Date of Award

12-2018

Degree Type

Dissertation

Degree Name

Doctor of Philosophy

Major

Life Sciences

Major Professor

Jennifer Morrell-Falvey

Committee Members

Gladys Alexandre, Francisco Barrera, Dale Pelletier, Robert Standaert

Abstract

Bacterial cell membranes are complex mixtures of lipids and proteins, the combination of which confers biophysical properties to the membrane and allows it to respond to environmental conditions. Pantoea sp. YR343 is a plant-associated gram-negative gamma-proteobacteria characterized by the presence of carotenoids in the membrane.
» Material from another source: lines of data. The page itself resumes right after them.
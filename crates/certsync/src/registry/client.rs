//! HTTP client for the registry admin API

use std::time::Duration;

use async_trait::async_trait;
use reqwest::{Client, Response, StatusCode};
use tracing::{debug, info, warn};

use certsync_common::SslId;
use certsync_config::RegistrySettings;

use super::{Registry, RegistryError, RegistrySnapshot, SslList, SslPayload};

/// Header carrying the admin API key
const API_KEY_HEADER: &str = "X-API-KEY";

/// Authenticated client for `<host><api_prefix>/ssls`
///
/// Every call is exactly one request; retries are left to the caller.
pub struct RegistryClient {
    client: Client,
    ssls_url: String,
    token: String,
    timeout: Duration,
}

impl RegistryClient {
    /// Create a client from registry settings
    pub fn new(settings: &RegistrySettings) -> Result<Self, RegistryError> {
        let timeout = Duration::from_secs(settings.timeout_secs);
        let client = Client::builder()
            .timeout(timeout)
            .build()
            .map_err(|e| RegistryError::Client(e.to_string()))?;

        let ssls_url = format!(
            "{}/{}/ssls",
            settings.host.trim_end_matches('/'),
            settings.api_prefix.trim_matches('/')
        );

        debug!(url = %ssls_url, timeout_secs = settings.timeout_secs, "Created registry client");

        Ok(Self {
            client,
            ssls_url,
            token: settings.token.clone(),
            timeout,
        })
    }

    /// URL of the SSL collection
    pub fn ssls_url(&self) -> &str {
        &self.ssls_url
    }

    fn unreachable(&self, url: &str, e: reqwest::Error) -> RegistryError {
        let message = if e.is_timeout() {
            format!("request timed out after {:?}", self.timeout)
        } else {
            e.to_string()
        };
        RegistryError::Unreachable {
            url: url.to_string(),
            message,
        }
    }

    /// Map authorization failures and other non-success statuses
    async fn check_status(response: Response) -> Result<Response, RegistryError> {
        let status = response.status();
        if status.is_success() {
            return Ok(response);
        }

        if status == StatusCode::UNAUTHORIZED || status == StatusCode::FORBIDDEN {
            return Err(RegistryError::AuthFailed {
                status: status.as_u16(),
            });
        }

        let body = response.text().await.unwrap_or_default();
        Err(RegistryError::Rejected {
            status: status.as_u16(),
            body,
        })
    }
}

#[async_trait]
impl Registry for RegistryClient {
    async fn list_records(&self) -> Result<RegistrySnapshot, RegistryError> {
        debug!(url = %self.ssls_url, "Listing registry entries");

        let response = self
            .client
            .get(&self.ssls_url)
            .header(API_KEY_HEADER, &self.token)
            .header(reqwest::header::CONTENT_TYPE, "application/json")
            .send()
            .await
            .map_err(|e| self.unreachable(&self.ssls_url, e))?;

        let response = Self::check_status(response).await?;

        let body = response
            .bytes()
            .await
            .map_err(|e| self.unreachable(&self.ssls_url, e))?;

        let list: SslList = serde_json::from_slice(&body)
            .map_err(|e| RegistryError::MalformedResponse(e.to_string()))?;

        if let Some(total) = list.total {
            if total as usize != list.list.len() {
                warn!(
                    total,
                    returned = list.list.len(),
                    "Registry listing appears to be paginated or truncated"
                );
            }
        }

        let snapshot = list.into_snapshot();
        debug!(entries = snapshot.len(), "Fetched registry snapshot");
        Ok(snapshot)
    }

    async fn upsert_record(&self, id: &SslId, payload: &SslPayload) -> Result<(), RegistryError> {
        if id.is_empty() {
            return Err(RegistryError::InvalidArgument(
                "registry entry id cannot be empty".to_string(),
            ));
        }

        let url = format!("{}/{}", self.ssls_url, id);
        debug!(url = %url, snis = ?payload.snis, "Writing registry entry");

        let response = self
            .client
            .put(&url)
            .header(API_KEY_HEADER, &self.token)
            .json(payload)
            .send()
            .await
            .map_err(|e| self.unreachable(&url, e))?;

        if response.status() == StatusCode::CONFLICT {
            let body = response.text().await.unwrap_or_default();
            return Err(RegistryError::Conflict {
                id: id.clone(),
                body,
            });
        }

        let response = Self::check_status(response).await?;
        let status = response.status();
        let body = response.text().await.unwrap_or_default();

        info!(id = %id, status = status.as_u16(), "Registry entry written");
        debug!(body = %body, "Registry write response");
        Ok(())
    }
}

impl std::fmt::Debug for RegistryClient {
    fn fmt(&self, f: &mut std::fmt::Formatter<'_>) -> std::fmt::Result {
        f.debug_struct("RegistryClient")
            .field("ssls_url", &self.ssls_url)
            .field("timeout", &self.timeout)
            .finish()
    }
}
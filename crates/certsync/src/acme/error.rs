//! ACME client error types

use std::io;
use std::path::PathBuf;
use thiserror::Error;

/// Errors raised while installing or running acme.sh
#[derive(Debug, Error)]
pub enum AcmeError {
    /// acme.sh could not be found or executed
    #[error("acme.sh not found at {path:?}")]
    NotInstalled { path: PathBuf },

    /// Downloading or running the installer failed
    #[error("Failed to install acme.sh: {0}")]
    Install(String),

    /// acme.sh exited with a failure status
    #[error("acme.sh failed to issue certificate for '{domain}' (exit status {status})")]
    RenewalFailed { domain: String, status: String },

    /// IO error while spawning a process or writing the installer
    #[error("IO error: {0}")]
    Io(#[from] io::Error),
}

impl From<reqwest::Error> for AcmeError {
    fn from(e: reqwest::Error) -> Self {
        if e.is_timeout() {
            AcmeError::Install(format!("installer download timed out: {}", e))
        } else {
            AcmeError::Install(e.to_string())
        }
    }
}
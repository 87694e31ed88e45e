//! ACME certificate issuance via acme.sh
//!
//! certsync does not speak ACME itself. It drives the `acme.sh` shell
//! client, which performs the DNS-01 challenge through one of its DNS API
//! hooks (`dns_cf`, `dns_ali`, ...) and writes `<domain>.cer` and
//! `<domain>.key` into its certificate directory.
//!
//! - [`AcmeInstaller`] - detects acme.sh and installs it when missing
//! - [`AcmeRunner`] - builds and runs the `--issue` invocation

mod error;
mod install;
mod runner;

pub use error::AcmeError;
pub use install::{parse_version_output, AcmeInstaller};
pub use runner::{AcmeRunner, IssueOutcome, IssueRequest, EXIT_SKIPPED};
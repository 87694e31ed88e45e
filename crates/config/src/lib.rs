//! Configuration for certsync
//!
//! A single [`RenewConfig`] value is built once at startup and handed by
//! reference to every component. Values are layered:
//!
//! 1. Built-in defaults
//! 2. An optional TOML file (`--config` / `CERTSYNC_CONFIG`)
//! 3. Command-line flags and environment variables ([`ConfigOverrides`])
//!
//! # Example
//!
//! ```toml
//! domain = "*.example.com"
//! cert_path = "/root/.acme.sh/*.example.com_ecc"
//!
//! [acme]
//! script = "~/.acme.sh/acme.sh"
//! dns_channel = "dns_cf"
//!
//! [registry]
//! host = "https://dash.example.com:9180"
//! token = "edd1c9f034335f136f87ad84b625c8f1"
//! timeout_secs = 30
//! ```

pub mod validate;

use std::fmt;
use std::path::{Path, PathBuf};

use serde::{Deserialize, Serialize};
use thiserror::Error;
use tracing::{debug, trace, warn};

pub use validate::{
    lint_config, validate_certificates, validate_domain, validate_registry, ErrorCategory,
    ValidationError, ValidationResult, ValidationWarning,
};

/// Default location of the acme.sh script
pub const DEFAULT_ACME_SCRIPT: &str = "~/.acme.sh/acme.sh";

/// Default acme.sh DNS API hook
pub const DEFAULT_DNS_CHANNEL: &str = "dns_cf";

/// Default acme.sh installer URL
pub const DEFAULT_INSTALL_URL: &str = "https://get.acme.sh";

/// Default timeout for downloading the acme.sh installer
pub const DEFAULT_DOWNLOAD_TIMEOUT_SECS: u64 = 120;

/// Default admin API prefix of the registry
pub const DEFAULT_API_PREFIX: &str = "/apisix/admin";

/// Default timeout for one admin API request
pub const DEFAULT_TIMEOUT_SECS: u64 = 30;

/// Configuration errors
#[derive(Debug, Error)]
pub enum ConfigError {
    #[error("Failed to read config file {path:?}: {source}")]
    Io {
        path: PathBuf,
        #[source]
        source: std::io::Error,
    },

    #[error("Failed to parse config file: {0}")]
    Parse(#[from] toml::de::Error),

    #[error("Invalid configuration:\n{}", format_errors(.0))]
    Invalid(Vec<ValidationError>),
}

fn format_errors(errors: &[ValidationError]) -> String {
    errors
        .iter()
        .map(|e| format!("  - {}", e))
        .collect::<Vec<_>>()
        .join("\n")
}

/// Settings for the external ACME client
#[derive(Debug, Clone, PartialEq, Eq, Serialize, Deserialize)]
#[serde(default)]
pub struct AcmeSettings {
    /// Path to acme.sh (`~` is expanded against `$HOME`)
    pub script: PathBuf,
    /// acme.sh DNS API hook used for the DNS-01 challenge
    pub dns_channel: String,
    /// Where to fetch the installer when acme.sh is missing
    pub install_url: String,
    /// Ceiling for the installer download in seconds
    pub download_timeout_secs: u64,
}

impl Default for AcmeSettings {
    fn default() -> Self {
        Self {
            script: PathBuf::from(DEFAULT_ACME_SCRIPT),
            dns_channel: DEFAULT_DNS_CHANNEL.to_string(),
            install_url: DEFAULT_INSTALL_URL.to_string(),
            download_timeout_secs: DEFAULT_DOWNLOAD_TIMEOUT_SECS,
        }
    }
}

impl AcmeSettings {
    /// Script path with a leading `~` resolved
    pub fn script_path(&self) -> PathBuf {
        expand_home(&self.script)
    }
}

/// Settings for the remote certificate registry
#[derive(Clone, PartialEq, Eq, Serialize, Deserialize)]
#[serde(default)]
pub struct RegistrySettings {
    /// Base URL of the admin API, e.g. `http://127.0.0.1:9180`
    pub host: String,
    /// Admin API key sent as `X-API-KEY`
    pub token: String,
    /// Path prefix of the admin API
    pub api_prefix: String,
    /// Per-request timeout in seconds
    pub timeout_secs: u64,
}

impl Default for RegistrySettings {
    fn default() -> Self {
        Self {
            host: String::new(),
            token: String::new(),
            api_prefix: DEFAULT_API_PREFIX.to_string(),
            timeout_secs: DEFAULT_TIMEOUT_SECS,
        }
    }
}

impl fmt::Debug for RegistrySettings {
    fn fmt(&self, f: &mut fmt::Formatter<'_>) -> fmt::Result {
        f.debug_struct("RegistrySettings")
            .field("host", &self.host)
            .field("token", &"<redacted>")
            .field("api_prefix", &self.api_prefix)
            .field("timeout_secs", &self.timeout_secs)
            .finish()
    }
}

/// Complete configuration for one renewal run
#[derive(Debug, Clone, PartialEq, Eq, Serialize, Deserialize)]
#[serde(default)]
pub struct RenewConfig {
    /// Domain to renew; also the registry matching key
    pub domain: String,
    /// Directory holding `<domain>.cer` and `<domain>.key`
    pub cert_path: PathBuf,
    /// Re-issue even if acme.sh considers the certificate fresh, and create
    /// a registry entry when none matches
    pub force: bool,
    /// Use the ACME staging CA with verbose acme.sh output
    pub debug: bool,
    pub acme: AcmeSettings,
    pub registry: RegistrySettings,
}

impl Default for RenewConfig {
    fn default() -> Self {
        Self {
            domain: String::new(),
            cert_path: PathBuf::from("."),
            force: false,
            debug: false,
            acme: AcmeSettings::default(),
            registry: RegistrySettings::default(),
        }
    }
}

/// Values supplied on the command line or via environment
///
/// `None` leaves the file/default value in place.
#[derive(Debug, Clone, Default)]
pub struct ConfigOverrides {
    pub domain: Option<String>,
    pub cert_path: Option<PathBuf>,
    pub acme_script: Option<PathBuf>,
    pub dns_channel: Option<String>,
    pub host: Option<String>,
    pub token: Option<String>,
    pub timeout_secs: Option<u64>,
    pub force: bool,
    pub debug: bool,
}

impl RenewConfig {
    /// Load configuration from a TOML file
    pub fn from_file(path: impl AsRef<Path>) -> Result<Self, ConfigError> {
        let path = path.as_ref();
        let content = std::fs::read_to_string(path).map_err(|source| ConfigError::Io {
            path: path.to_path_buf(),
            source,
        })?;

        debug!(path = %path.display(), "Loaded configuration file");
        Self::from_toml_str(&content)
    }

    /// Parse configuration from TOML text
    pub fn from_toml_str(content: &str) -> Result<Self, ConfigError> {
        let config: RenewConfig = toml::from_str(content)?;
        trace!(domain = %config.domain, "Parsed configuration");
        Ok(config)
    }

    /// Layer command-line values over this configuration
    pub fn apply(mut self, overrides: ConfigOverrides) -> Self {
        if let Some(domain) = overrides.domain {
            self.domain = domain;
        }
        if let Some(cert_path) = overrides.cert_path {
            self.cert_path = cert_path;
        }
        if let Some(script) = overrides.acme_script {
            self.acme.script = script;
        }
        if let Some(dns_channel) = overrides.dns_channel {
            self.acme.dns_channel = dns_channel;
        }
        if let Some(host) = overrides.host {
            self.registry.host = host;
        }
        if let Some(token) = overrides.token {
            self.registry.token = token;
        }
        if let Some(timeout_secs) = overrides.timeout_secs {
            self.registry.timeout_secs = timeout_secs;
        }
        // Flags only ever switch behaviour on
        self.force |= overrides.force;
        self.debug |= overrides.debug;
        self
    }

    /// Path of the certificate file written by acme.sh
    pub fn cert_file(&self) -> PathBuf {
        self.cert_path.join(format!("{}.cer", self.domain))
    }

    /// Path of the private key written by acme.sh
    pub fn key_file(&self) -> PathBuf {
        self.cert_path.join(format!("{}.key", self.domain))
    }

    /// Run all static checks
    pub fn validate(&self) -> ValidationResult {
        let mut result = validate_domain(&self.domain);
        result.merge(validate_registry(&self.registry));
        result.merge(lint_config(self));
        result
    }

    /// Checks that do not involve the registry, for runs that never contact it
    pub fn validate_offline(&self) -> ValidationResult {
        let mut result = validate_domain(&self.domain);
        result.merge(lint_config(self));
        result
    }

    /// Validate, logging warnings and failing on errors
    pub fn ensure_valid(&self) -> Result<(), ConfigError> {
        Self::ensure(self.validate())
    }

    /// Like [`ensure_valid`](Self::ensure_valid) without the registry checks
    pub fn ensure_valid_offline(&self) -> Result<(), ConfigError> {
        Self::ensure(self.validate_offline())
    }

    fn ensure(result: ValidationResult) -> Result<(), ConfigError> {
        for warning in &result.warnings {
            warn!("{}", warning);
        }
        if result.is_ok() {
            Ok(())
        } else {
            Err(ConfigError::Invalid(result.errors))
        }
    }
}

/// Resolve a leading `~` against `$HOME`
pub fn expand_home(path: &Path) -> PathBuf {
    match path.strip_prefix("~") {
        Ok(rest) => match std::env::var("HOME") {
            Ok(home) => PathBuf::from(home).join(rest),
            Err(_) => path.to_path_buf(),
        },
        Err(_) => path.to_path_buf(),
    }
}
Pantoea sp. YR343 mutants lacking phytoene synthase (encoded by crtB), which catalyzes the first step in carotenoid biosynthesis, failed to produce carotenoids and displayed enhanced sensitivity to reactive oxygen species. The crtB mutant also displayed unexpected defects in biofilm formation, secretion of indole-3-acetic acid, and root colonization compared to wildtype cells. We hypothesized that the phenotypic defects observed in the crtB mutant were due to the changes in both lipid and protein composition which modulate the biophysical properties of the membrane and influence signaling and transport.Mass spectrometry analysis of the lipid head and tails revealed a significant abundance of phosphotidylethanolamine and unsaturated fatty acids in the crtB mutant cells. Using both fluorescence anisotropy (FA) and atomic force microscopy on whole cells, we showed that the crtB mutant membranes were less fluid when compared to wildtype membranes. We further characterized the membranes using spheroplasts and natural extract vesicles, which showed that presence of the outer wall does not impact membrane fluidity, but the presence of membrane proteins and carotenoids do have a strong impact. Proteomic profiling of wildtype and crtB mutant membranes revealed a significant loss of several membrane protein classes in the crtB mutant. Among the different classes of proteins, signaling and transport, outer membrane biogenesis and cell motility protein classes were the most affected in the mutant. The loss of specific protein classes may explain, at least in part, the phenotypic defects associated with the crtB mutant.Our study highlights the importance of carotenoids beyond its anti-oxidant potential. Loss of bacterial carotenoids changes membrane organization and dynamics by affecting the composition and distribution of both lipids and membrane proteins. Importantly, carotenoids regulate membrane fluidity, which is an important parameter for bacterial adaptation and survival.